Y añade que ahora nos toca sufrir las consecuencias, incluso los que no tuvieron ninguna responsabilidad. Las atrocidades terroristas, como recuerda el juez, unas veces desencadenan guerras de gravísimas consecuencias y otras responden con el envío de tropas a las zonas de conflicto. Y se pregunta si nadie piensa en las consecuencias y en la reacción de la otra parte. Es claro que lo de Afganistán e Irak han tenido respuestas sostenidas en el tiempo, que se van a repetir ahora tras lo de París, a la vista de las primeras reacciones.

Por todo eso me han sorprendido mucho las locas prisas del presidente Hollande, que parece haber perdido toda la memoria de lo sucedido en los últimos años. Que eso les ocurra a personajes de cierta calaña se medio entiende. Pero no en el caso del presidente francés. Lo siento. Y no es preciso recordar que Aznar todavía no ha pedido perdón, ni siquiera después del reconocimiento de Blair. Deseo con toda mi alma que dentro de muy poco tiempo no tengamos que repetir las largas y penosas lamentaciones  y zozobras de los tiempos posteriores a la invasión de Irak.

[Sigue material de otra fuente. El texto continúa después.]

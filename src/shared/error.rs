use std::fmt;
use thiserror::Error;

/// Exit codes for the command-line entry point.
#[derive(Debug, Clone, Copy, PartialEq, Eq)]
#[repr(i32)]
pub enum ExitCode {
    /// The digest was fetched, formatted and handed to the mail transport
    Success = 0,
    /// Any fetch, parse, configuration or delivery failure
    ApplicationError = 3,
}

impl ExitCode {
    /// Convert to i32 for use with std::process::exit
    pub fn as_i32(self) -> i32 {
        self as i32
    }
}

impl fmt::Display for ExitCode {
    fn fmt(&self, f: &mut fmt::Formatter<'_>) -> fmt::Result {
        match self {
            ExitCode::Success => write!(f, "Success (0)"),
            ExitCode::ApplicationError => write!(f, "Application Error (3)"),
        }
    }
}

/// Application-specific errors for digest generation and delivery.
///
/// Every variant is fatal: the run stops at the first one raised.
#[derive(Debug, Error)]
pub enum DigestError {
    #[error("Failed to fetch page: {url}\nDetails: {details}\n\n💡 Hint: Please check your internet connection")]
    FetchError { url: String, details: String },

    #[error("Page request returned HTTP {status}: {url}\n\n💡 Hint: The service may be down or the page path may have changed")]
    HttpStatusError { url: String, status: u16 },

    #[error("Unexpected {row_kind} row layout: expected {expected} cells, got {actual}\n\n💡 Hint: The page layout may have changed")]
    RowParseError {
        row_kind: &'static str,
        expected: usize,
        actual: usize,
    },

    #[error("Failed to submit message via {program}\nDetails: {details}\n\n💡 Hint: Please verify that a local mail transfer agent is installed and configured")]
    DeliveryError { program: String, details: String },

    /// Validation error for configuration values
    #[error("Validation error: {message}")]
    Validation { message: String },
}

#[cfg(test)]
mod tests {
    use super::*;

    #[test]
    fn test_exit_code_values() {
        assert_eq!(ExitCode::Success.as_i32(), 0);
        assert_eq!(ExitCode::ApplicationError.as_i32(), 3);
    }

    #[test]
    fn test_exit_code_display() {
        assert_eq!(format!("{}", ExitCode::Success), "Success (0)");
        assert_eq!(
            format!("{}", ExitCode::ApplicationError),
            "Application Error (3)"
        );
    }

    #[test]
    fn test_fetch_error_display() {
        let error = DigestError::FetchError {
            url: "http://heavens-above.com/IridiumFlares.aspx?".to_string(),
            details: "connection refused".to_string(),
        };
        let display = format!("{}", error);
        assert!(display.contains("Failed to fetch page"));
        assert!(display.contains("IridiumFlares.aspx"));
        assert!(display.contains("connection refused"));
        assert!(display.contains("💡 Hint:"));
    }

    #[test]
    fn test_http_status_error_display() {
        let error = DigestError::HttpStatusError {
            url: "http://heavens-above.com/PassSummary.aspx?satid=25544".to_string(),
            status: 503,
        };
        let display = format!("{}", error);
        assert!(display.contains("HTTP 503"));
        assert!(display.contains("satid=25544"));
    }

    #[test]
    fn test_row_parse_error_display() {
        let error = DigestError::RowParseError {
            row_kind: "pass",
            expected: 11,
            actual: 4,
        };
        let display = format!("{}", error);
        assert!(display.contains("Unexpected pass row layout"));
        assert!(display.contains("expected 11 cells, got 4"));
    }

    #[test]
    fn test_delivery_error_display() {
        let error = DigestError::DeliveryError {
            program: "/usr/sbin/sendmail".to_string(),
            details: "exit status: 75".to_string(),
        };
        let display = format!("{}", error);
        assert!(display.contains("Failed to submit message via /usr/sbin/sendmail"));
        assert!(display.contains("exit status: 75"));
        assert!(display.contains("💡 Hint:"));
    }

    #[test]
    fn test_validation_error_display() {
        let error = DigestError::Validation {
            message: "recipient must not be empty".to_string(),
        };
        assert_eq!(
            format!("{}", error),
            "Validation error: recipient must not be empty"
        );
    }
}
/// Adapters layer - Infrastructure implementations
///
/// This layer contains concrete implementations of the ports,
/// providing the actual integration with external systems.
pub mod outbound;
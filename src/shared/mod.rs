/// Shared module containing common utilities and types
pub mod error;
pub mod result;

pub use result::Result;
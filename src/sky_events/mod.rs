/// Sky events domain layer
///
/// Pure data types for observers, satellites, passes, flares and reports,
/// plus the services that turn parsed pages into those types.
pub mod domain;
pub mod services;
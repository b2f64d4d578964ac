/// Outbound adapters - Infrastructure implementations of outbound ports
pub mod console;
pub mod formatters;
pub mod mail;
pub mod network;
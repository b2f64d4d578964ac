use std::collections::HashMap;
use std::sync::{Arc, Mutex};
use heavens_digest::prelude::*;

/// Mock PageFetcher serving canned HTML by page path
#[derive(Clone, Default)]
pub struct MockPageFetcher {
    pub pages: HashMap<String, String>,
    pub requests: Arc<Mutex<Vec<String>>>,
}

impl MockPageFetcher {
    pub fn new() -> Self {
        Self::default()
    }

    pub fn with_page(mut self, page: ReportPage, body: &str) -> Self {
        self.pages.insert(page.path(), body.to_string());
        self
    }

    /// Paths requested so far, in order
    pub fn get_requests(&self) -> Vec<String> {
        self.requests.lock().unwrap().clone()
    }
}

impl PageFetcher for MockPageFetcher {
    fn fetch(&self, _observer: &ObserverLocation, path: &str) -> Result<Document> {
        self.requests.lock().unwrap().push(path.to_string());

        match self.pages.get(path) {
            Some(body) => Ok(Document::parse(body)),
            None => Err(DigestError::FetchError {
                url: path.to_string(),
                details: "Mock page fetcher has no page for this path".to_string(),
            }
            .into()),
        }
    }
}
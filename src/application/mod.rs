/// Application layer - Use cases and DTOs
///
/// This layer orchestrates page fetching, extraction, formatting and
/// delivery through the outbound ports.
pub mod dto;
pub mod use_cases;
pub mod document;
pub mod flare_record;
pub mod message;
pub mod observer;
pub mod pass_record;
pub mod report;
pub mod report_page;
pub mod satellite;

pub use document::{Document, TableRow};
pub use flare_record::FlareRecord;
pub use message::DigestMessage;
pub use observer::ObserverLocation;
pub use pass_record::{PassRecord, TimeSet};
pub use report::{Report, ReportKind};
pub use report_page::ReportPage;
pub use satellite::SatelliteQuery;
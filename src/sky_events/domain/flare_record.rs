/// A predicted Iridium flare
#[derive(Debug, Clone, PartialEq, Eq)]
pub struct FlareRecord {
    time: String,
    magnitude: String,
    altitude: String,
    azimuth: String,
    satellite: String,
    center_distance: String,
    center_magnitude: String,
    sun_altitude: String,
}

impl FlareRecord {
    #[allow(clippy::too_many_arguments)]
    pub fn new(
        time: impl Into<String>,
        magnitude: impl Into<String>,
        altitude: impl Into<String>,
        azimuth: impl Into<String>,
        satellite: impl Into<String>,
        center_distance: impl Into<String>,
        center_magnitude: impl Into<String>,
        sun_altitude: impl Into<String>,
    ) -> Self {
        Self {
            time: time.into(),
            magnitude: magnitude.into(),
            altitude: altitude.into(),
            azimuth: azimuth.into(),
            satellite: satellite.into(),
            center_distance: center_distance.into(),
            center_magnitude: center_magnitude.into(),
            sun_altitude: sun_altitude.into(),
        }
    }

    pub fn time(&self) -> &str {
        &self.time
    }

    pub fn magnitude(&self) -> &str {
        &self.magnitude
    }

    pub fn altitude(&self) -> &str {
        &self.altitude
    }

    pub fn azimuth(&self) -> &str {
        &self.azimuth
    }

    pub fn satellite(&self) -> &str {
        &self.satellite
    }

    /// Distance from the observer to the flare centre line, as displayed
    pub fn center_distance(&self) -> &str {
        &self.center_distance
    }

    /// Magnitude at the flare centre line
    pub fn center_magnitude(&self) -> &str {
        &self.center_magnitude
    }

    pub fn sun_altitude(&self) -> &str {
        &self.sun_altitude
    }
}
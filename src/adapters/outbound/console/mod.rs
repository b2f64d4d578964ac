/// Console adapters for operator feedback
mod progress_reporter;

pub use progress_reporter::StderrProgressReporter;
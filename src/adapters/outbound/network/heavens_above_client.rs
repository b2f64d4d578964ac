use crate::ports::outbound::PageFetcher;
use crate::shared::error::DigestError;
use crate::shared::Result;
use crate::sky_events::domain::{Document, ObserverLocation};

/// Public host of the prediction service
pub const DEFAULT_BASE_URL: &str = "http://heavens-above.com";

/// HeavensAboveClient adapter for fetching prediction pages
///
/// This adapter implements the PageFetcher port with a blocking reqwest
/// client. Requests are made one at a time and never retried.
pub struct HeavensAboveClient {
    client: reqwest::blocking::Client,
    base_url: String,
}

impl HeavensAboveClient {
    /// Creates a client against the given service root
    pub fn new(base_url: &str) -> Result<Self> {
        let version = env!("CARGO_PKG_VERSION");
        let user_agent = format!("heavens-digest/{}", version);
        let client = reqwest::blocking::Client::builder()
            .user_agent(user_agent)
            .build()?;

        Ok(Self {
            client,
            base_url: base_url.trim_end_matches('/').to_string(),
        })
    }

    /// Builds the request URL for a page
    ///
    /// The path already carries the opening `?` (and the satellite id for
    /// pass pages); observer parameters are appended with `&`.
    pub fn build_url(&self, observer: &ObserverLocation, path: &str) -> String {
        format!(
            "{}/{}&lat={}&lng={}&alt={}&tz={}",
            self.base_url,
            path.trim_start_matches('/'),
            observer.latitude(),
            observer.longitude(),
            observer.altitude_m(),
            urlencoding::encode(observer.time_zone())
        )
    }

    fn fetch_body(&self, url: &str) -> Result<String> {
        let response = self
            .client
            .get(url)
            .send()
            .map_err(|e| DigestError::FetchError {
                url: url.to_string(),
                details: e.to_string(),
            })?;

        let status = response.status();
        if !status.is_success() {
            return Err(DigestError::HttpStatusError {
                url: url.to_string(),
                status: status.as_u16(),
            }
            .into());
        }

        let body = response.text().map_err(|e| DigestError::FetchError {
            url: url.to_string(),
            details: format!("Failed to read response body: {}", e),
        })?;
        Ok(body)
    }
}

impl PageFetcher for HeavensAboveClient {
    fn fetch(&self, observer: &ObserverLocation, path: &str) -> Result<Document> {
        let url = self.build_url(observer, path);
        let body = self.fetch_body(&url)?;
        Ok(Document::parse(&body))
    }
}
/// Mock implementations for testing
mod mock_mail_transport;
mod mock_page_fetcher;
mod mock_progress_reporter;

pub use mock_mail_transport::MockMailTransport;
pub use mock_page_fetcher::MockPageFetcher;
pub use mock_progress_reporter::MockProgressReporter;
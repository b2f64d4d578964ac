/// Shared helpers for integration tests
pub mod mocks;

pub const PASS_SUMMARY_PAGE: &str = include_str!("../fixtures/pass_summary_25544.html");
pub const IRIDIUM_FLARES_PAGE: &str = include_str!("../fixtures/iridium_flares.html");
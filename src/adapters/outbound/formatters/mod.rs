/// Formatter adapters for rendering reports
mod plain_text_formatter;
mod table_layout;

pub use plain_text_formatter::PlainTextFormatter;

De manera que las reacciones de intenso dolor tras los atentados de París, expresión de la bondad y la generosidad de las gentes, no deben servirnos de pantalla que nos oculte la tragedia posterior que supondría la cruel repetición de la historia que comenzó doce años atrás, con el bombardeo de las Torres Gemelas. Para locuras ya hemos tenido bastante. Sería necio y suicida repetir el pasado. Y olvidando que la lucha contra el terrorismo execrable debe comenzar por combatir con denuedo las causas que lo provocan o que contribuyen a su florecimiento. Y menos despreciar a Pablo Iglesias y los suyos por el delito de haber dado en el clavo al condenar resueltamente los atentados de París pero sin cerrar los ojos a las realidades injustas en las que el terrorismo puede buscar justificaciones o excusas. Tras el 11-M al Gobierno español no se le ocurrió ocupar ningún país  árabe ni bombardear nada, sino aplicarse bien en la búsqueda de los asesinos de Madrid y reflexionar sobre por qué los terroristas habían cometido aquellas salvajadas inenarrables. Y ahora parece que Mariano Rajoy es uno de los gobernantes occidentales más serenos y juiciosos ante la masacre parisina, lo cual me alegra y me reconforta, suponiendo que no cederá a presiones de Francia, Reino Unido, Rusia y compañía para embarcarse en aventuras disparatadas.